Sinais, vieses e escaladas: é a Psicologia, estúpido!
Ficou famosa a frase de assessor político norte-americano dizendo que é a Economia que define o voto (“é a Economia, estúpido!). No entanto, isso não parece o caso da recente polêmica entre o Brasil e os EUA. Decisões recentes de Washington indicam que o conflito comercial com o Brasil é, antes de tudo, político-perceptivo. Christopher Garman (Eurasia Group) afirma que Donald Trump “se enxerga no drama” de Jair Bolsonaro e lê atos do Supremo como parte de uma escalada política, o que reduz as chances de alívio no curto prazo. Lourival Sant’Anna sustenta linha semelhante: o maior erro seria o entrincheiramento. O caminho é diplomacia ativa, coordenação fina com empresas nos EUA e coalizões bipartidária. E, sobretudo, atenção às percepções subjetivas dos envolvidos; é dela que dependem as interpretações sobre textos decisórios judiciais.
O que as Neurociências explicam sobre a mente?
Pinker, um dos mais importantes neurocientistas da atualidade, ensina que a política é um dos campos de maior incidência de vieses comportamentais (ou seja, aquela parte do cérebro responsável por decisões intuitivas, rápidas). Cass Sunstein trouxe esses ensinamentos para o Direito em sua obra Nudge.
Todavia, muitos juristas brasileiros focam sua análise na dogmática jurídica (com vieses políticos, na maior parte das vezes, diga-se de passagem): a consistência teórico-jurídica das decisões do STF envolvendo o ex presidente Bolsonaro. O problema, aqui, é como os textos (sinais emitidos pelo STF) são percebidos e interpretados pelo governo norte-americano. Em cenários polarizados, vieses como identificação moral tribal, heurística do afeto e viés de confirmação distorcem a leitura de fatos: envolvidos na disputa política selecionam evidências que reforcem percepções e posicionamentos prévios. Se Trump se identifica com Bolsonaro, como dizem especialistas, ele tende a perceber e reinterpretar medidas judiciais (ordens a plataformas, bloqueios de contas, restrições cautelares) como provas de perseguição, mesmo quando, eventualmente, amparadas em uma racionalidade jurídica. Esse mapeamento perceptivo é o que aciona respostas decisórias.

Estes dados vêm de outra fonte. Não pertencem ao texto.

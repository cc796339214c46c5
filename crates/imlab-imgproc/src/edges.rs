use imlab_image::{Image, ImageError};
use rayon::prelude::*;

use crate::{color, filter, parallel};

/// Value of an edge pixel in an edge mask.
pub const EDGE: u8 = 255;

/// Compute the normalized sobel gradient magnitude of a grayscale image.
///
/// The image is correlated with the 3x3 sobel kernels using a zero border and the
/// magnitude `hypot(gx, gy)` is rescaled so that its maximum maps to 255, then
/// truncated. An image without any gradient produces an all-zero result.
///
/// # Arguments
///
/// * `src` - The input grayscale image.
/// * `dst` - The output magnitude image.
///
/// # Errors
///
/// Returns an error if the sizes of `src` and `dst` do not match.
pub fn sobel_magnitude_u8(src: &Image<u8, 1>, dst: &mut Image<u8, 1>) -> Result<(), ImageError> {
    if src.size() != dst.size() {
        return Err(ImageError::InvalidImageSize(
            src.cols(),
            src.rows(),
            dst.cols(),
            dst.rows(),
        ));
    }

    let src_f32 = src.cast::<f32>()?;
    let mut gx = Image::<f32, 1>::from_size_val(src.size(), 0.0)?;
    let mut gy = Image::<f32, 1>::from_size_val(src.size(), 0.0)?;
    filter::sobel_gradients(&src_f32, &mut gx, &mut gy)?;

    let magnitude = gx
        .as_slice()
        .par_iter()
        .zip(gy.as_slice().par_iter())
        .map(|(&x, &y)| x.hypot(y))
        .collect::<Vec<_>>();
    let magnitude = Image::<f32, 1>::new(src.size(), magnitude)?;

    let max = magnitude
        .as_slice()
        .par_iter()
        .copied()
        .reduce(|| 0.0, f32::max);

    if max == 0.0 {
        dst.as_slice_mut().fill(0);
        return Ok(());
    }

    parallel::par_iter_rows_val(&magnitude, dst, |&m, out| {
        *out = (m / max * 255.0) as u8;
    });

    Ok(())
}

/// Detect edges in an 8-bit image.
///
/// The image is reduced to grayscale (single channel inputs are used as they are) and
/// its normalized sobel magnitude is thresholded:
///
/// * pixels with magnitude `>= high` are strong edges and always kept,
/// * with `use_hysteresis` and `low < high`, weak pixels with magnitude in
///   `[low, high)` become edges when a strong pixel lies in their 3x3 neighbourhood.
///   The linking is a single pass and only considers pixels off the image border,
/// * otherwise every pixel with magnitude `>= low` is an edge as well, so with
///   `low > high` the mask is `magnitude >= high`.
///
/// # Arguments
///
/// * `src` - The input image with 1 or 3 channels.
/// * `low` - The weak threshold.
/// * `high` - The strong threshold.
/// * `use_hysteresis` - Whether to link weak pixels to strong ones.
///
/// # Returns
///
/// A mask with [`EDGE`] on edge pixels and zero elsewhere.
///
/// # Errors
///
/// Returns [`ImageError::UnsupportedChannels`] for images that are neither gray nor RGB.
///
/// # Example
///
/// ```
/// use imlab_image::Image;
/// use imlab_imgproc::edges::detect_edges;
///
/// let image = Image::<u8, 3>::from_size_val([8, 8].into(), 0).unwrap();
/// let edges = detect_edges(&image, 50, 150, true).unwrap();
///
/// assert!(edges.as_slice().iter().all(|&v| v == 0));
/// ```
pub fn detect_edges<const C: usize>(
    src: &Image<u8, C>,
    low: u8,
    high: u8,
    use_hysteresis: bool,
) -> Result<Image<u8, 1>, ImageError> {
    let gray = color::gray_from_image_u8(src)?;

    let mut magnitude = Image::<u8, 1>::from_size_val(src.size(), 0)?;
    sobel_magnitude_u8(&gray, &mut magnitude)?;

    let mut edges = Image::<u8, 1>::from_size_val(src.size(), 0)?;

    if !(use_hysteresis && low < high) {
        parallel::par_iter_rows_val(&magnitude, &mut edges, |&m, out| {
            *out = if m >= high || m >= low { EDGE } else { 0 };
        });
        return Ok(edges);
    }

    let (rows, cols) = (magnitude.rows(), magnitude.cols());
    let mag = magnitude.as_slice();
    let is_strong = |y: usize, x: usize| mag[y * cols + x] >= high;

    parallel::par_rows_mut(&mut edges, |y, row| {
        for (x, out) in row.iter_mut().enumerate() {
            let m = mag[y * cols + x];
            if m >= high {
                *out = EDGE;
                continue;
            }

            let interior = y >= 1 && y + 1 < rows && x >= 1 && x + 1 < cols;
            if interior && m >= low {
                let linked = (y - 1..=y + 1)
                    .any(|ny| (x - 1..=x + 1).any(|nx| is_strong(ny, nx)));
                if linked {
                    *out = EDGE;
                }
            }
        }
    });

    log::debug!(
        "detected {} edge pixels (low={low}, high={high})",
        edges.as_slice().iter().filter(|&&v| v == EDGE).count()
    );

    Ok(edges)
}

/// Paint the edge pixels of a mask in pure blue on top of an RGB image.
///
/// # Arguments
///
/// * `src` - The input RGB image.
/// * `edges` - The edge mask, pixels equal to [`EDGE`] are painted.
/// * `dst` - The output RGB image.
pub fn overlay_edges(
    src: &Image<u8, 3>,
    edges: &Image<u8, 1>,
    dst: &mut Image<u8, 3>,
) -> Result<(), ImageError> {
    if src.size() != edges.size() {
        return Err(ImageError::InvalidImageSize(
            src.cols(),
            src.rows(),
            edges.cols(),
            edges.rows(),
        ));
    }

    if src.size() != dst.size() {
        return Err(ImageError::InvalidImageSize(
            src.cols(),
            src.rows(),
            dst.cols(),
            dst.rows(),
        ));
    }

    dst.as_slice_mut()
        .par_chunks_exact_mut(3)
        .zip(src.as_slice().par_chunks_exact(3))
        .zip(edges.as_slice().par_iter())
        .for_each(|((out, pixel), &edge)| {
            if edge == EDGE {
                out.copy_from_slice(&[0, 0, 255]);
            } else {
                out.copy_from_slice(pixel);
            }
        });

    Ok(())
}

#[cfg(test)]
mod tests {
    use super::*;

    fn step_image() -> Result<Image<u8, 1>, ImageError> {
        #[rustfmt::skip]
        let image = Image::new([4, 4].into(), vec![
            0, 0, 255, 255,
            0, 0, 255, 255,
            0, 0, 255, 255,
            0, 0, 255, 255,
        ])?;
        Ok(image)
    }

    #[test]
    fn test_sobel_magnitude_u8() -> Result<(), ImageError> {
        let mut magnitude = Image::<u8, 1>::from_size_val([4, 4].into(), 0)?;
        sobel_magnitude_u8(&step_image()?, &mut magnitude)?;

        // the zero border adds a second response on the right side of the image
        #[rustfmt::skip]
        assert_eq!(magnitude.as_slice(), &[
            0, 190, 255, 255,
            0, 240, 240, 240,
            0, 240, 240, 240,
            0, 190, 255, 255,
        ]);

        Ok(())
    }

    #[test]
    fn test_sobel_magnitude_u8_flat() -> Result<(), ImageError> {
        let image = Image::<u8, 1>::from_size_val([5, 3].into(), 0)?;
        let mut magnitude = Image::<u8, 1>::from_size_val(image.size(), 7)?;

        sobel_magnitude_u8(&image, &mut magnitude)?;
        assert!(magnitude.as_slice().iter().all(|&v| v == 0));

        Ok(())
    }

    #[test]
    fn test_detect_edges_step() -> Result<(), ImageError> {
        let edges = detect_edges(&step_image()?, 50, 100, true)?;

        for y in 0..4 {
            assert_eq!(edges.get_pixel(0, y, 0)?, 0);
            assert_eq!(edges.get_pixel(1, y, 0)?, EDGE);
            assert_eq!(edges.get_pixel(2, y, 0)?, EDGE);
        }

        Ok(())
    }

    #[test]
    fn test_detect_edges_low_above_high() -> Result<(), ImageError> {
        let image = step_image()?;

        // strong pixels are kept even though they are below the low threshold
        #[rustfmt::skip]
        let expected = [
            0, EDGE, EDGE, EDGE,
            0, EDGE, EDGE, EDGE,
            0, EDGE, EDGE, EDGE,
            0, EDGE, EDGE, EDGE,
        ];
        for hysteresis in [true, false] {
            let edges = detect_edges(&image, 200, 100, hysteresis)?;
            assert_eq!(edges.as_slice(), &expected, "hysteresis {hysteresis}");
        }

        // both thresholds above the 190 response of the corner columns
        #[rustfmt::skip]
        let expected = [
            0, 0,    EDGE, EDGE,
            0, EDGE, EDGE, EDGE,
            0, EDGE, EDGE, EDGE,
            0, 0,    EDGE, EDGE,
        ];
        for hysteresis in [true, false] {
            let edges = detect_edges(&image, 250, 200, hysteresis)?;
            assert_eq!(edges.as_slice(), &expected, "hysteresis {hysteresis}");
        }

        Ok(())
    }

    #[test]
    fn test_detect_edges_without_hysteresis() -> Result<(), ImageError> {
        let edges = detect_edges(&step_image()?, 200, 250, false)?;

        #[rustfmt::skip]
        assert_eq!(edges.as_slice(), &[
            0, 0,    EDGE, EDGE,
            0, EDGE, EDGE, EDGE,
            0, EDGE, EDGE, EDGE,
            0, 0,    EDGE, EDGE,
        ]);

        Ok(())
    }

    #[test]
    fn test_detect_edges_black_image() -> Result<(), ImageError> {
        let image = Image::<u8, 3>::from_size_val([6, 5].into(), 0)?;

        for (low, high, hysteresis) in [(0, 0, false), (0, 255, true), (50, 150, true), (200, 10, true)] {
            let edges = detect_edges(&image, low, high, hysteresis)?;
            // a zero threshold accepts every pixel of the zero magnitude
            let expected = if low == 0 && !(hysteresis && low < high) { EDGE } else { 0 };
            assert!(edges.as_slice().iter().all(|&v| v == expected));
        }

        Ok(())
    }

    #[test]
    fn test_detect_edges_hysteresis() -> Result<(), ImageError> {
        // a bright dot gives its side neighbours the full magnitude and its diagonal
        // neighbours about 180
        let mut image = Image::<u8, 1>::from_size_val([7, 7].into(), 0)?;
        image.set_pixel(3, 3, 0, 255)?;

        let strong_only = detect_edges(&image, 255, 255, false)?;
        let linked = detect_edges(&image, 100, 255, true)?;
        let plain = detect_edges(&image, 100, 255, false)?;

        // linking only adds pixels next to strong ones
        for (i, ((&s, &l), &p)) in strong_only
            .as_slice()
            .iter()
            .zip(linked.as_slice())
            .zip(plain.as_slice())
            .enumerate()
        {
            if s == EDGE {
                assert_eq!(l, EDGE, "strong pixel {i} must be kept");
            }
            if l == EDGE {
                assert_eq!(p, EDGE, "linked pixel {i} must be above the low threshold");
            }
        }
        assert_eq!(strong_only.as_slice().iter().filter(|&&v| v == EDGE).count(), 4);
        assert_eq!(linked.as_slice().iter().filter(|&&v| v == EDGE).count(), 8);

        Ok(())
    }

    #[test]
    fn test_detect_edges_unsupported_channels() -> Result<(), ImageError> {
        let image = Image::<u8, 2>::from_size_val([3, 3].into(), 0)?;
        assert_eq!(
            detect_edges(&image, 50, 150, true),
            Err(ImageError::UnsupportedChannels(2))
        );
        Ok(())
    }

    #[test]
    fn test_overlay_edges() -> Result<(), ImageError> {
        let image = Image::<u8, 3>::new([2, 1].into(), vec![10, 20, 30, 40, 50, 60])?;
        let edges = Image::<u8, 1>::new([2, 1].into(), vec![0, EDGE])?;
        let mut dst = Image::<u8, 3>::from_size_val(image.size(), 0)?;

        overlay_edges(&image, &edges, &mut dst)?;
        assert_eq!(dst.as_slice(), &[10, 20, 30, 0, 0, 255]);

        Ok(())
    }
}
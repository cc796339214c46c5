mod gray;
mod hsv;
mod lab;

pub use gray::{gray_from_image_u8, gray_from_rgb_u8, rgb_from_gray};
pub use hsv::{hsv_from_rgb_color, hsv_from_rgb_u8, rgb_from_hsv_color, rgb_from_hsv_u8};
pub use lab::{lab_from_rgb, lab_from_xyz, rgb_from_lab, rgb_from_xyz, xyz_from_lab, xyz_from_rgb};
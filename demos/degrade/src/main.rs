use std::path::PathBuf;

use argh::FromArgs;
use imlab::{degrade, params::DegradeParams, CancellationToken};

/// Writes noisy, blurred, low contrast, dark and overexposed variants of every image
/// of a directory
#[derive(FromArgs)]
struct Args {
    /// directory with the input images
    #[argh(option, short = 'i')]
    input_dir: PathBuf,

    /// directory to write the degraded images to
    #[argh(option, short = 'o')]
    output_dir: PathBuf,

    /// json file with the degradation parameters
    #[argh(option, short = 'c')]
    config: Option<PathBuf>,

    /// seed of the noise generator
    #[argh(option, short = 's')]
    seed: Option<u64>,
}

fn main() -> Result<(), Box<dyn std::error::Error>> {
    env_logger::init();
    let args: Args = argh::from_env();

    let mut params = match &args.config {
        Some(path) => serde_json::from_str(&std::fs::read_to_string(path)?)?,
        None => DegradeParams::default(),
    };
    if args.seed.is_some() {
        params.seed = args.seed;
    }

    // create a cancel token to stop the batch between two files
    let cancel_token = CancellationToken::new();

    ctrlc::set_handler({
        let cancel_token = cancel_token.clone();
        move || {
            println!("Received Ctrl-C signal. Stopping after the current image !!");
            cancel_token.cancel();
        }
    })?;

    let report = degrade::run_batch(&args.input_dir, &args.output_dir, &params, &cancel_token)?;

    for outcome in &report.outcomes {
        if let degrade::FileOutcome::Failed { input, error } = outcome {
            println!("failed {}: {error}", input.display());
        }
    }

    println!(
        "{} processed, {} failed{}",
        report.num_processed(),
        report.num_failed(),
        if report.cancelled { ", cancelled" } else { "" }
    );

    Ok(())
}
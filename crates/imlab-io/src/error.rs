/// An error type for the io module.
#[derive(thiserror::Error, Debug)]
pub enum IoError {
    /// Error when the file does not exist.
    #[error("File does not exist: {0}")]
    FileDoesNotExist(std::path::PathBuf),

    /// Invalid file extension.
    #[error("File does not have a valid extension: {0}")]
    InvalidFileExtension(std::path::PathBuf),

    /// Error to open the file.
    #[error("Failed to manipulate the file. {0}")]
    FileError(#[from] std::io::Error),

    /// Error to create the image.
    #[error("Failed to create image. {0}")]
    ImageCreationError(#[from] imlab_image::ImageError),

    /// Error to decode the image.
    #[error("Failed to decode the image. {0}")]
    ImageDecodeError(#[from] image::ImageError),

    /// Error to encode the image.
    #[error("Failed to encode the image {0}. {1}")]
    ImageEncodeError(std::path::PathBuf, image::ImageError),
}
use rayon::prelude::*;

use imlab_image::Image;

/// Apply a function to each pixel in the image in parallel.
///
/// The closure receives the `C1` values of a source pixel and the `C2` values of the
/// matching destination pixel. Rows are distributed over the rayon thread pool.
pub fn par_iter_rows<T1, const C1: usize, T2, const C2: usize>(
    src: &Image<T1, C1>,
    dst: &mut Image<T2, C2>,
    f: impl Fn(&[T1], &mut [T2]) + Send + Sync,
) where
    T1: Clone + Send + Sync,
    T2: Clone + Send + Sync,
{
    let cols = src.cols();
    if cols == 0 {
        return;
    }

    src.as_slice()
        .par_chunks_exact(C1 * cols)
        .zip(dst.as_slice_mut().par_chunks_exact_mut(C2 * cols))
        .for_each(|(src_chunk, dst_chunk)| {
            src_chunk
                .chunks_exact(C1)
                .zip(dst_chunk.chunks_exact_mut(C2))
                .for_each(|(src_pixel, dst_pixel)| {
                    f(src_pixel, dst_pixel);
                });
        });
}

/// Apply a function to each value in the image in parallel.
pub fn par_iter_rows_val<T1, const C: usize, T2>(
    src: &Image<T1, C>,
    dst: &mut Image<T2, C>,
    f: impl Fn(&T1, &mut T2) + Send + Sync,
) where
    T1: Clone + Send + Sync,
    T2: Clone + Send + Sync,
{
    let cols = src.cols();
    if cols == 0 {
        return;
    }

    src.as_slice()
        .par_chunks_exact(C * cols)
        .zip(dst.as_slice_mut().par_chunks_exact_mut(C * cols))
        .for_each(|(src_chunk, dst_chunk)| {
            src_chunk
                .iter()
                .zip(dst_chunk.iter_mut())
                .for_each(|(src_pixel, dst_pixel)| {
                    f(src_pixel, dst_pixel);
                });
        });
}

/// Fill every row of `dst` in parallel, passing the row index to the closure.
pub fn par_rows_mut<T, const C: usize>(
    dst: &mut Image<T, C>,
    f: impl Fn(usize, &mut [T]) + Send + Sync,
) where
    T: Send + Sync,
{
    let cols = dst.cols();
    if cols == 0 {
        return;
    }

    dst.as_slice_mut()
        .par_chunks_exact_mut(C * cols)
        .enumerate()
        .for_each(|(row, row_chunk)| f(row, row_chunk));
}
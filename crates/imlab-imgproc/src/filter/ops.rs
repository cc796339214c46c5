use imlab_image::{ops, Image, ImageError};

use super::{convolve2d, convolve2d_channels, kernels, BorderMode};

/// Blur an 8-bit image with a square gaussian kernel.
///
/// Each channel is correlated with [`kernels::gaussian_kernel_2d`] using a replicated
/// border, so flat borders do not darken. The result is clipped to `[0, 255]` and
/// truncated.
///
/// # Arguments
///
/// * `src` - The source image with shape (H, W, C).
/// * `dst` - The destination image with shape (H, W, C).
/// * `kernel_size` - The size of the kernel, must be odd.
/// * `sigma` - The sigma of the gaussian kernel.
///
/// PRECONDITION: `src` and `dst` must have the same shape.
pub fn gaussian_blur_u8<const C: usize>(
    src: &Image<u8, C>,
    dst: &mut Image<u8, C>,
    kernel_size: usize,
    sigma: f64,
) -> Result<(), ImageError> {
    if src.size() != dst.size() {
        return Err(ImageError::InvalidImageSize(
            src.cols(),
            src.rows(),
            dst.cols(),
            dst.rows(),
        ));
    }

    let kernel = kernels::gaussian_kernel_2d(kernel_size, sigma)?;

    let src_f64 = src.cast::<f64>()?;
    let mut blurred = Image::<f64, C>::from_size_val(src.size(), 0.0)?;
    convolve2d_channels(&src_f64, &mut blurred, &kernel, BorderMode::Replicate)?;

    ops::clip_to_u8(&blurred, dst)
}

/// Compute the sobel derivatives of a single channel image.
///
/// The 3x3 sobel kernels are correlated with the image using a zero border.
///
/// # Arguments
///
/// * `src` - The source image with shape (H, W, 1).
/// * `gx` - The horizontal derivative with shape (H, W, 1).
/// * `gy` - The vertical derivative with shape (H, W, 1).
pub fn sobel_gradients(
    src: &Image<f32, 1>,
    gx: &mut Image<f32, 1>,
    gy: &mut Image<f32, 1>,
) -> Result<(), ImageError> {
    let (kernel_x, kernel_y) = kernels::sobel_kernels_3x3::<f32>()?;
    convolve2d(src, gx, &kernel_x, BorderMode::Zero)?;
    convolve2d(src, gy, &kernel_y, BorderMode::Zero)?;
    Ok(())
}
//! Fault taxonomy and the control-signal channel.
//!
//! Everything that can stop a run travels the same channel (`Trap`), but
//! faults and clean terminations stay structurally distinct so the top
//! level never mistakes `quit` for an error.

use crate::instruction::OpcodeKind;
use std::fmt;
use thiserror::Error;

/// A fault terminates the current run; none are recoverable mid-instruction.
#[derive(Debug, Clone, PartialEq, Eq, Error)]
pub enum Fault {
    #[error("Stack is full")]
    StackFull,

    #[error("Stack is empty")]
    StackEmpty,

    #[error("invalid object {0}")]
    InvalidObject(u16),

    #[error("object {object} has no property {property}")]
    PropertyNotFound { object: u16, property: u16 },

    #[error("attribute {0} out of range")]
    InvalidAttribute(u16),

    #[error("unknown opcode {kind}:{number:#04x} in version {version}")]
    UnknownOpcode {
        kind: OpcodeKind,
        number: u8,
        version: u8,
    },

    #[error("division by zero")]
    DivisionByZero,

    #[error("write to non-dynamic memory at {0:#06x}")]
    ReadOnlyWrite(u32),

    #[error("memory read out of bounds at {0:#06x}")]
    ReadOutOfBounds(u32),

    #[error("memory write out of bounds at {0:#06x}")]
    WriteOutOfBounds(u32),

    #[error("decode error at {addr:#06x}: {reason}")]
    Decode { addr: u32, reason: String },

    #[error("local variable L{0:02x} not declared by this routine")]
    LocalOutOfRange(u8),

    #[error("global index {0} out of range")]
    GlobalOutOfRange(u16),

    #[error("no routine frame for local variable access")]
    NoActiveFrame,

    #[error("call depth limit {0} exceeded")]
    CallDepthExceeded(usize),

    #[error("throw without a matching catch frame")]
    UnmatchedThrow,

    #[error("unsupported story version {0}")]
    UnsupportedVersion(u8),

    #[error("output stream 3 nested too deep")]
    StreamOverflow,

    #[error("{0}")]
    Screen(String),
}

/// What travels up the native call stack. `Fault` means trouble; the rest
/// are distinguished signals that unwind cleanly.
#[derive(Debug, Clone, PartialEq, Eq)]
pub enum Trap {
    Fault(Fault),
    /// The story executed `quit`.
    Quit,
    /// An external caller (scripted input, stop token) ended the run early.
    Interrupted,
    /// The story executed `restart`; the run loop resets and re-enters.
    Restart,
    /// In-flight `throw`: unwinds until the frame at `depth`, which then
    /// returns `value`.
    Unwind { depth: usize, value: u16 },
}

impl From<Fault> for Trap {
    fn from(f: Fault) -> Self {
        Trap::Fault(f)
    }
}

/// How a run ended when it did not fault.
#[derive(Debug, Clone, Copy, PartialEq, Eq)]
pub enum Termination {
    /// `quit` executed.
    Quit,
    /// Stop token or input source ended the run.
    Interrupted,
    /// The entry routine ran off its end and returned.
    MainReturned,
}

/// Fault plus the address of the last instruction that executed, reported
/// by the top-level run loop.
#[derive(Debug, Clone, PartialEq, Eq)]
pub struct FaultReport {
    pub fault: Fault,
    pub addr: u32,
}

impl fmt::Display for FaultReport {
    fn fmt(&self, f: &mut fmt::Formatter<'_>) -> fmt::Result {
        write!(f, "fault at {:#06x}: {}", self.addr, self.fault)
    }
}

impl std::error::Error for FaultReport {}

Não vamos esquecer inclusive que foi a esquerda brasileira quem trabalhou anos (durante os tempos de Lava Jato) contra a legitimidade das cortes brasileiras, inclusive do STF. Então nem se pode culpar o Poder Executivo norte-americano pelo ruído comunicacional.
Teoria dos jogos: evitar sinais de confronto
A maioria dos ministros do STF reconhece que a política foi judicializada e que parte de toda a vida dos brasileiros passa pelo Poder Judiciário. Nesse cenário, não há mais como trabalhar apenas com a teoria jurídica lógico-formal e não há mais como separar, no plano da realidade empírica, pelo menos na percepção das pessoas sem formação jurídica, entre política e Direito. Então é preciso que juristas ampliem horizontes e sua caixa de ferramentas como é o caso da teoria dos jogos, da Psicologia e das Neurociências.
No curto prazo, assim, importa reduzir incentivos à escalada. Em jogos repetidos, sinais ruidosos geram ciclos de retaliação. Minimizar sinais públicos de punição política e maximizar sinais procedimentais de devido processo legal diminui o payoff doméstico da escalada americana e abre espaço para exclusões na implementação ou na futura migração da medida para um trilho Section 301.
O que o STF e o Executivo podem fazer
- Sinal procedimental, não punitivo. Reforçar publicamente que decisões sensíveis seguirão parâmetros de devido processo, acesso da defesa aos autos, motivação densa e proporcionalidade. Evitar, quando possível, medidas que possam ser lidas como punição extraprocessual aos olhos de um agente político estrangeiro como medidas cautelares de ofício.
- Separação de arenas. Desacoplar contencioso criminal de embates de comunicação. Comunicar em inglês notas técnicas que expliquem a base jurídica das decisões, com benchmarks comparados, reduzindo espaço para leituras de viés político.
- Evitar gatilhos de escalada. Medidas com alto custo simbólico internacional (p.ex., ordens amplas a plataformas ou congelamentos percebidos como coletivos) devem ser estritamente justificadas, com escopo limitado, prazo e possibilidade de recorrer explícitos. Isso reduz o payoff político da escalada nos EUA.
- Humildade republicana e cuidado com próprios vieses: o STF deve estar também preparado para receber críticas por eventuais excessos vindo de setores e segmentos da sociedade.
Conclusão: decidir bem é decidir prevendo reações
A Lei de Introdução às Normas de Direito Brasileiro (a lei que regula a aplicação do Direito no país) exige que decisões dos magistrados considerem consequências práticas. Num ambiente em que percepções e vieses pesam mais que silogismos embasados em dogmática, Psicologia, Neurociências e teoria dos jogos oferecem melhores lentes para prever reações e minimizar danos.